After creating the Modelfile, we can create the model using the following command:

```bash
ollama create DeepSeek-R1-Distill-Qwen-32B-Q4_K_M -f DeepSeek-R1-Distill-Qwen-32B-Q4_K_M.txt
```

> [!TIP]
>
> The format is as follows:
> `ollama create <name of the model to be created> -f <path and name of Modelfile>`

During this process, Ollama will pull the model and create it. After completion, you can execute `ollama list` to check the model list, and you should see something similar.

```console
PS C:\Users\james\Desktop\Ollama> ollama list
NAME                                        ID              SIZE      MODIFIED
DeepSeek-R1-Distill-Qwen-32B-Q4_K_M:latest  ca51e8a9d628    19 GB     2 days ago
deepseek-r1:32b-qwen-distill-q4_K_M         5de93a84837d    19 GB     2 days ago
```

## Optimization

Ollama supports multiple optimization parameters controlled by environment variables.

- `OLLAMA_FLASH_ATTENTION`: Set to `1` to enable, and `0` to disable.
- `OLLAMA_HOST`: IP address Ollama listens on. Default is `127.0.0.1`, change it to `0.0.0.0` if you want to serve externally.
- `OLLAMA_KV_CACHE_TYPE`: Set to `q8_0` or `q4_0`. The default value is `fp16`.
- `OLLAMA_NUM_PARALLEL`: Number of parallel requests, more throughput but higher memory consumption. Generally set to `1`.
- `OLLAMA_ORIGINS`: CORS cross-origin request settings.
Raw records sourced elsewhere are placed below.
//! Error types for map persistence.

/// Errors surfaced by the map codec and the save/load entry points.
#[derive(Debug, thiserror::Error)]
pub enum PersistenceError {
    /// Underlying I/O failure (open, read, write).
    #[error("I/O error: {0}")]
    Io(#[from] std::io::Error),

    /// The stream decoded to something structurally impossible.
    #[error("corrupt map file: {0}")]
    Corrupt(String),

    /// A matrix payload declared an element type we do not know.
    #[error("unsupported matrix element type tag: {0}")]
    UnknownElemType(u64),
}
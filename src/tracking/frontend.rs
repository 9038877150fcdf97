//! Tracking front-end interface.
//!
//! The orchestrator drives tracking purely through [`TrackingFrontend`]; the
//! feature extraction, matching and pose estimation behind it are
//! interchangeable. The trait also exposes the per-frame trajectory log the
//! export helpers consume.

use image::{GrayImage, ImageBuffer, Luma};

use crate::features::KeyPoint;
use crate::geometry::SE3;
use crate::map::{KeyframeId, LandmarkId};

use super::state::TrackingState;

/// Depth image: one u16 depth value per pixel.
pub type DepthImage = ImageBuffer<Luma<u16>, Vec<u16>>;

/// One frame of sensor data, per configured modality.
pub enum SensorInput {
    Monocular {
        image: GrayImage,
    },
    Stereo {
        left: GrayImage,
        right: GrayImage,
    },
    Rgbd {
        image: GrayImage,
        depth: DepthImage,
    },
}

/// What tracking produced for one frame.
#[derive(Debug, Clone)]
pub struct FrameResult {
    /// Estimated camera-to-world pose.
    pub pose: SE3,
    /// Tracking state after this frame.
    pub state: TrackingState,
    /// Per-keypoint landmark matches of the current frame.
    pub tracked_landmarks: Vec<Option<LandmarkId>>,
    /// Undistorted keypoints of the current frame.
    pub tracked_keypoints: Vec<KeyPoint>,
}

/// One entry of the per-frame trajectory log.
///
/// Frame poses are stored relative to a reference keyframe so that later
/// graph optimization of the keyframes transparently corrects the exported
/// trajectory. If the reference keyframe is flagged bad by the time the
/// trajectory is read, consumers walk up the spanning tree accumulating
/// each bad keyframe's pose-in-parent.
#[derive(Debug, Clone)]
pub struct TrajectoryEntry {
    pub reference: KeyframeId,
    pub timestamp: f64,
    pub lost: bool,
    /// Pose of the frame expressed in the reference keyframe's frame.
    pub pose_in_reference: SE3,
}

/// Append-only log of per-frame trajectory entries.
#[derive(Debug, Clone, Default)]
pub struct TrajectoryLog {
    pub entries: Vec<TrajectoryEntry>,
}

impl TrajectoryLog {
    pub fn clear(&mut self) {
        self.entries.clear();
    }

    pub fn len(&self) -> usize {
        self.entries.len()
    }

    pub fn is_empty(&self) -> bool {
        self.entries.is_empty()
    }
}

/// The tracking collaborator interface consumed by the orchestrator.
pub trait TrackingFrontend: Send {
    /// Process one frame and return the pose estimate plus per-frame state.
    fn process_frame(&mut self, input: SensorInput, timestamp: f64) -> FrameResult;

    /// Freeze or unfreeze the map: when enabled, tracking localizes against
    /// the existing map and must not create keyframes or landmarks.
    fn set_localization_only(&mut self, enabled: bool);

    /// Drop internal trajectory/state and start over on the next frame.
    fn reset(&mut self);

    /// Current tracking state.
    fn state(&self) -> TrackingState;

    /// The per-frame trajectory log (read by trajectory export).
    fn trajectory(&self) -> &TrajectoryLog;
}
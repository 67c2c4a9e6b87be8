//! ASCII/Unicode sketches of figures for terminal output.
//!
//! This is intentionally "dumb" (fixed-size grid per panel), optimized for:
//! - quick visual sanity checks in a terminal
//! - deterministic output (helpful for golden tests)
//!
//! Each populated subplot becomes one panel:
//! - scatter: one glyph per colour on a character grid
//! - bar: horizontal bars per category, stacked or side by side
//! - box: horizontal whisker/box strips on a shared scale

use crate::charts::{BarMode, BarTrace, BoxTrace, Cell, Figure, ScatterTrace, Trace};
use crate::stats::box_summary;

const GLYPHS: [char; 8] = ['o', 'x', '+', '*', '#', '@', '%', '&'];

/// Render every populated panel of `figure`, each at roughly `width` × `height`.
pub fn render_figure(figure: &Figure, width: usize, height: usize) -> String {
    let glyphs = GlyphMap::for_figure(figure);
    let mut out = String::new();

    if let Some(title) = &figure.layout.title {
        out.push_str(&format!("Figure: {title}\n"));
    }

    for cell in figure.populated_cells() {
        let label = figure.cell_label(cell);
        out.push_str(&format!("[{},{}] {label}", cell.row + 1, cell.col + 1).trim_end().to_string());
        out.push('\n');

        let traces: Vec<&Trace> = figure.traces_in(cell).collect();
        let scatter: Vec<&ScatterTrace> = traces
            .iter()
            .filter_map(|t| match t {
                Trace::Scatter(s) => Some(s),
                _ => None,
            })
            .collect();
        let bars: Vec<&BarTrace> = traces
            .iter()
            .filter_map(|t| match t {
                Trace::Bar(b) => Some(b),
                _ => None,
            })
            .collect();
        let boxes: Vec<&BoxTrace> = traces
            .iter()
            .filter_map(|t| match t {
                Trace::Box(b) => Some(b),
                _ => None,
            })
            .collect();

        if !scatter.is_empty() {
            out.push_str(&render_scatter_panel(&scatter, &glyphs, width, height));
        }
        if !bars.is_empty() {
            let mode = figure.layout.bar_mode.unwrap_or(BarMode::Group);
            out.push_str(&render_bar_panel(&bars, &glyphs, mode, width));
        }
        if !boxes.is_empty() {
            out.push_str(&render_box_panel(&boxes, width));
        }
    }

    let legend = glyphs.legend(figure);
    if !legend.is_empty() {
        out.push_str(&format!("Legend: {legend}\n"));
    }

    out
}

/// Glyph per trace colour, assigned in trace order.
struct GlyphMap {
    entries: Vec<(String, char)>,
}

impl GlyphMap {
    fn for_figure(figure: &Figure) -> Self {
        let mut entries: Vec<(String, char)> = Vec::new();
        for t in &figure.traces {
            if !entries.iter().any(|(c, _)| c == t.color()) {
                let glyph = GLYPHS[entries.len() % GLYPHS.len()];
                entries.push((t.color().to_string(), glyph));
            }
        }
        Self { entries }
    }

    fn glyph(&self, color: &str) -> char {
        self.entries
            .iter()
            .find(|(c, _)| c == color)
            .map(|(_, g)| *g)
            .unwrap_or(GLYPHS[0])
    }

    /// `o=1178  x=936` from the traces that carry legend entries.
    fn legend(&self, figure: &Figure) -> String {
        if !figure.layout.show_legend {
            return String::new();
        }
        figure
            .traces
            .iter()
            .filter(|t| t.show_legend())
            .map(|t| format!("{}={}", self.glyph(t.color()), t.name()))
            .collect::<Vec<_>>()
            .join("  ")
    }
}

fn render_scatter_panel(traces: &[&ScatterTrace], glyphs: &GlyphMap, width: usize, height: usize) -> String {
    let width = width.max(10);
    let height = height.max(5);

    let xs = traces.iter().flat_map(|t| t.x.iter().copied());
    let ys = traces.iter().flat_map(|t| t.y.iter().copied());
    let (x_min, x_max) = value_range(xs).unwrap_or((0.0, 1.0));
    let (y_min, y_max) = value_range(ys).unwrap_or((0.0, 1.0));
    let (y_min, y_max) = pad_range(y_min, y_max, 0.05);

    let mut grid = vec![vec![' '; width]; height];
    for t in traces {
        let ch = glyphs.glyph(&t.marker.color);
        for (&x, &y) in t.x.iter().zip(&t.y) {
            if !x.is_finite() || !y.is_finite() {
                continue;
            }
            grid[map_y(y, y_min, y_max, height)][map_x(x, x_min, x_max, width)] = ch;
        }
    }

    let mut out = String::new();
    out.push_str(&format!(
        "x=[{x_min:.2}, {x_max:.2}] | y=[{y_min:.2}, {y_max:.2}]\n"
    ));
    for row in grid {
        out.push_str(&row.into_iter().collect::<String>());
        out.push('\n');
    }
    out
}

fn render_bar_panel(traces: &[&BarTrace], glyphs: &GlyphMap, mode: BarMode, width: usize) -> String {
    let width = width.max(10);

    let mut categories: Vec<&str> = Vec::new();
    for t in traces {
        for c in &t.x {
            if !categories.contains(&c.as_str()) {
                categories.push(c);
            }
        }
    }
    let label_w = categories.iter().map(|c| c.chars().count()).max().unwrap_or(0);

    let longest = match mode {
        BarMode::Stack => categories
            .iter()
            .map(|c| traces.iter().map(|t| bar_value(t, c)).sum::<f64>())
            .fold(0.0, f64::max),
        BarMode::Group => categories
            .iter()
            .flat_map(|c| traces.iter().map(move |t| (t, c)))
            .map(|(t, c)| bar_value(t, c))
            .fold(0.0, f64::max),
    };
    let scale = if longest > 0.0 { width as f64 / longest } else { 0.0 };
    let segment = |v: f64, ch: char| -> String { std::iter::repeat_n(ch, (v * scale).round() as usize).collect() };

    let mut out = String::new();
    for category in &categories {
        match mode {
            BarMode::Stack => {
                let mut bar = String::new();
                let mut total = 0.0;
                for t in traces {
                    let v = bar_value(t, category);
                    bar.push_str(&segment(v, glyphs.glyph(&t.color)));
                    total += v;
                }
                out.push_str(&format!("{category:<label_w$} |{bar} {}\n", fmt_value(total)));
            }
            BarMode::Group => {
                for (k, t) in traces.iter().enumerate() {
                    let v = bar_value(t, category);
                    let label = if k == 0 { *category } else { "" };
                    out.push_str(&format!(
                        "{label:<label_w$} |{} {}\n",
                        segment(v, glyphs.glyph(&t.color)),
                        fmt_value(v)
                    ));
                }
            }
        }
    }
    out
}

/// Sum of a trace's (non-negative) values for one category.
fn bar_value(t: &BarTrace, category: &str) -> f64 {
    t.x.iter()
        .zip(&t.y)
        .filter(|(c, _)| c.as_str() == category)
        .map(|(_, v)| v.max(0.0))
        .sum()
}

fn render_box_panel(traces: &[&BoxTrace], width: usize) -> String {
    let width = width.max(10);

    let summaries: Vec<_> = traces
        .iter()
        .map(|t| t.summary.or_else(|| box_summary(&t.y)))
        .collect();

    let extremes = summaries.iter().flatten().flat_map(|s| [s.min, s.max]);
    let (lo, hi) = value_range(extremes).unwrap_or((0.0, 1.0));

    let name_w = traces.iter().map(|t| t.name.chars().count()).max().unwrap_or(0);

    let mut out = String::new();
    out.push_str(&format!("y=[{lo:.4}, {hi:.4}]\n"));
    for (t, summary) in traces.iter().zip(&summaries) {
        let Some(s) = summary else {
            out.push_str(&format!("{:<name_w$} |\n", t.name));
            continue;
        };

        let mut strip = vec![' '; width];
        let at = |v: f64| map_x(v, lo, hi, width);
        for x in at(s.lower_whisker)..=at(s.upper_whisker) {
            strip[x] = '-';
        }
        for x in at(s.q1)..=at(s.q3) {
            strip[x] = '=';
        }
        strip[at(s.q1)] = '[';
        strip[at(s.q3)] = ']';
        strip[at(s.median)] = '|';
        if s.min < s.lower_whisker {
            strip[at(s.min)] = 'o';
        }
        if s.max > s.upper_whisker {
            strip[at(s.max)] = 'o';
        }

        let strip: String = strip.into_iter().collect();
        out.push_str(&format!(
            "{:<name_w$} |{} median={:.4} n={}\n",
            t.name,
            strip.trim_end(),
            s.median,
            s.n
        ));
    }
    out
}

fn fmt_value(v: f64) -> String {
    if v.fract() == 0.0 && v.abs() < 1e15 {
        format!("{v:.0}")
    } else {
        format!("{v:.2}")
    }
}

fn value_range(values: impl Iterator<Item = f64>) -> Option<(f64, f64)> {
    let mut min = f64::INFINITY;
    let mut max = f64::NEG_INFINITY;
    for v in values.filter(|v| v.is_finite()) {
        min = min.min(v);
        max = max.max(v);
    }
    if !min.is_finite() || !max.is_finite() {
        return None;
    }
    if max > min { Some((min, max)) } else { Some((min - 0.5, max + 0.5)) }
}

fn pad_range(min: f64, max: f64, frac: f64) -> (f64, f64) {
    let span = (max - min).abs();
    let pad = (span * frac).max(1e-12);
    (min - pad, max + pad)
}

fn map_x(x: f64, x_min: f64, x_max: f64, width: usize) -> usize {
    let width = width.max(2);
    let u = ((x - x_min) / (x_max - x_min)).clamp(0.0, 1.0);
    (u * (width as f64 - 1.0)).round() as usize
}

fn map_y(y: f64, y_min: f64, y_max: f64, height: usize) -> usize {
    let height = height.max(2);
    let u = ((y - y_min) / (y_max - y_min)).clamp(0.0, 1.0);
    // y=top is max -> row 0
    (height as f64 - 1.0 - (u * (height as f64 - 1.0))).round() as usize
}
Flash Attention must be enabled. I recommend setting `OLLAMA_KV_CACHE_TYPE` to `q8_0`. In my tests, `q4_0` reduces the reasoning length of R1, possibly because longer content and context are more important.

### Windows 11

To set environment variables on Windows 11, go to "Advanced System Settings," then choose "Environment Variables." After that, select "New" to add a new variable. Restart Ollama for changes to take effect.

### MacOS

On MacOS, you can use commands like the following:

```bash
launchctl setenv OLLAMA_FLASH_ATTENTION "1"
launchctl setenv OLLAMA_KV_CACHE_TYPE "q8_0"
```

Restart Ollama after setting environment variables.

### Linux

In Linux, modify `ollama.service` file to change its environment variables after installing Ollama:

```bash
sudo systemctl edit ollama.service
```

Then add the `Environment` field under `[Service]`, like this:

```text
[Service]
Environment="OLLAMA_FLASH_ATTENTION=1"
Environment="OLLAMA_KV_CACHE_TYPE=q8_0"
```

Save and reload changes:

```bash
sudo systemctl daemon-reload
sudo systemctl restart ollama
```

## Limitations

The backend llama.cpp used by Ollama is not designed for high-concurrency and high-performance production environments. For example, its support for multi-GPU is suboptimal; it splits model layers across multiple GPUs to solve memory issues but only one GPU works at a time. To utilize the performance of multiple GPUs simultaneously, tensor parallelism is required, which SGLang or vLLM are better suited for.

In terms of performance, Ollama does not match SGLang or vLLM in throughput and multi-modal model support is limited with slow adaptation progress.

## Clients

For easier use of models within Ollama, I recommend two clients. Cherry Studio is a local client that I find useful, while LobeChat is a cloud-based client (I previously wrote an article on deploying the database version of LobeChat using Docker Compose).

{{< gh-repo-card-container >}}
  {{< gh-repo-card repo="CherryHQ/cherry-studio" >}}
  {{< gh-repo-card repo="lobehub/lobe-chat" >}}
  {{< gh-repo-card repo="Calcium-Ion/new-api" >}}
  {{< gh-repo-card repo="immersive-translate/immersive-translate" >}}
{{< /gh-repo-card-container >}}

New API is a tool that I find useful for managing APIs and providing services in the OpenAI API format. Immersive Translate is another highly-rated translation plugin that supports calling OpenAI API for translations, which can also be combined with Ollama and New API. Its translation quality far exceeds traditional methods.